2. In this literature, scholars have posited many moderators in an attempt to explain why some studies show sex differences and some do not. For example, sex differences in the appeal of attractiveness are supposed to be bigger when people imagine a serious relationship, or when people evaluate potential partners in the low-to-moderate range of attractiveness. Sometimes, sex differences are only supposed to emerge when 2 or 3 or 4 moderators combine, like the Moderator Avengers or something. That wasn’t the case here: These purported moderators did not alter the size of the sex difference in the predicted manner, whether alone or in Avenger-mode combination.

Lesson #2: Perhaps we should be extremely skeptical of moderators that are hypothesized, frequently post hoc, to explain why Study X shows a significant finding but Study Y does not. Moderators within study? I’m on board. Moderators across studies? I’ll believe it when I see it meta-analytically.

For every single research question I dream up going forward, I will consider whether it could be a good candidate for a registered report. When I think about an idealized, all-caps form of SCIENCE that stays untethered from prior perspectives or ideology, that CRSP experience pretty much captures it. [2]

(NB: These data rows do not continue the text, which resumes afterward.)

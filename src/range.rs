//! Single-range `Range` header negotiation.
//!
//! Parsing and resolution are separate steps: a header can be parsed as soon
//! as it arrives, but it is only resolved into absolute bounds once the
//! content length is known. Either order yields the same result.

/// Why a `Range` header could not be honoured.
#[derive(Debug, Clone, PartialEq, Eq, thiserror::Error)]
pub enum RangeError {
    #[error("malformed range header: {0}")]
    Malformed(&'static str),
    #[error("multiple ranges are not supported")]
    MultipleRanges,
    #[error("range does not overlap content of length {total_length}")]
    Unsatisfiable { total_length: u64 },
}

/// A parsed, not yet resolved, byte-range-spec.
#[derive(Debug, Clone, Copy, PartialEq, Eq)]
pub enum RangeSpec {
    /// No header: the whole content.
    Full,
    /// `first-last`
    Bounded { first: u64, last: u64 },
    /// `first-`
    From { first: u64 },
    /// `-suffix_len`
    Suffix { len: u64 },
}

/// A resolved, satisfiable byte range.
///
/// Holds the inclusive start position, the number of bytes covered and the
/// total content length it was resolved against. A full range over empty
/// content has zero length and no last byte.
#[derive(Debug, Clone, Copy, PartialEq, Eq)]
pub struct ByteRange {
    first: u64,
    len: u64,
    total_length: u64,
}

impl ByteRange {
    /// The range covering all of `total_length`.
    pub fn full(total_length: u64) -> ByteRange {
        ByteRange {
            first: 0,
            len: total_length,
            total_length,
        }
    }

    #[inline]
    pub fn first(&self) -> u64 {
        self.first
    }

    /// Inclusive last byte position, or `None` for an empty range.
    #[inline]
    pub fn last(&self) -> Option<u64> {
        (self.len > 0).then(|| self.first + self.len - 1)
    }

    #[inline]
    pub fn len(&self) -> u64 {
        self.len
    }

    #[inline]
    pub fn is_empty(&self) -> bool {
        self.len == 0
    }

    #[inline]
    pub fn total_length(&self) -> u64 {
        self.total_length
    }

    /// Does the range cover the content from its first to its last byte?
    #[inline]
    pub fn is_full(&self) -> bool {
        self.first == 0 && self.len == self.total_length
    }
}

fn parse_position(s: &str) -> Result<u64, RangeError> {
    if s.is_empty() || !s.bytes().all(|b| b.is_ascii_digit()) {
        return Err(RangeError::Malformed("byte position is not a number"));
    }
    s.parse()
        .map_err(|_| RangeError::Malformed("byte position overflows"))
}

/// Parse a `Range` header value. `None` means no header was supplied.
pub fn parse(header: Option<&str>) -> Result<RangeSpec, RangeError> {
    let Some(header) = header else {
        return Ok(RangeSpec::Full);
    };

    let (unit, set) = header
        .trim()
        .split_once('=')
        .ok_or(RangeError::Malformed("missing '='"))?;
    if !unit.trim().eq_ignore_ascii_case("bytes") {
        return Err(RangeError::Malformed("unsupported range unit"));
    }
    if set.contains(',') {
        return Err(RangeError::MultipleRanges);
    }

    let (first, last) = set
        .trim()
        .split_once('-')
        .ok_or(RangeError::Malformed("missing '-'"))?;
    let (first, last) = (first.trim(), last.trim());

    match (first.is_empty(), last.is_empty()) {
        (true, true) => Err(RangeError::Malformed("empty range")),
        (true, false) => Ok(RangeSpec::Suffix {
            len: parse_position(last)?,
        }),
        (false, true) => Ok(RangeSpec::From {
            first: parse_position(first)?,
        }),
        (false, false) => {
            let first = parse_position(first)?;
            let last = parse_position(last)?;
            if last < first {
                return Err(RangeError::Malformed("last byte precedes first byte"));
            }
            Ok(RangeSpec::Bounded { first, last })
        }
    }
}

impl RangeSpec {
    /// Resolve against a known content length.
    pub fn resolve(self, total_length: u64) -> Result<ByteRange, RangeError> {
        let unsatisfiable = RangeError::Unsatisfiable { total_length };
        match self {
            RangeSpec::Full => Ok(ByteRange::full(total_length)),
            RangeSpec::Bounded { first, last } => {
                if last >= total_length {
                    return Err(unsatisfiable);
                }
                Ok(ByteRange {
                    first,
                    len: last - first + 1,
                    total_length,
                })
            }
            RangeSpec::From { first } => {
                if first >= total_length {
                    return Err(unsatisfiable);
                }
                Ok(ByteRange {
                    first,
                    len: total_length - first,
                    total_length,
                })
            }
            RangeSpec::Suffix { len } => {
                if len == 0 || total_length == 0 {
                    return Err(unsatisfiable);
                }
                let len = len.min(total_length);
                Ok(ByteRange {
                    first: total_length - len,
                    len,
                    total_length,
                })
            }
        }
    }
}

/// Parse `header` and resolve it against `total_length` in one step.
pub fn negotiate(header: Option<&str>, total_length: u64) -> Result<ByteRange, RangeError> {
    parse(header)?.resolve(total_length)
}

[1] This statement may shock some who think of me as some sort of sex-differences naysayer. Rather, my perspective is that this sex difference is larger in photograph contexts than live face-to-face contexts. Indeed, q = .13 is about 2-4 times larger than meta-analytic estimates of the same sex difference in initial attraction contexts or established close relationships (which are q = .05 or smaller). (Does it make me a naysayer to suggest that the sex differences here are extremely small, and that prior single studies are unlikely to have been powered to detect them?)

[2] And did I mention fast? This project went from “vague idea” to “in press” in less than 11 months. My prior best time for an empirical piece was probably twice as long.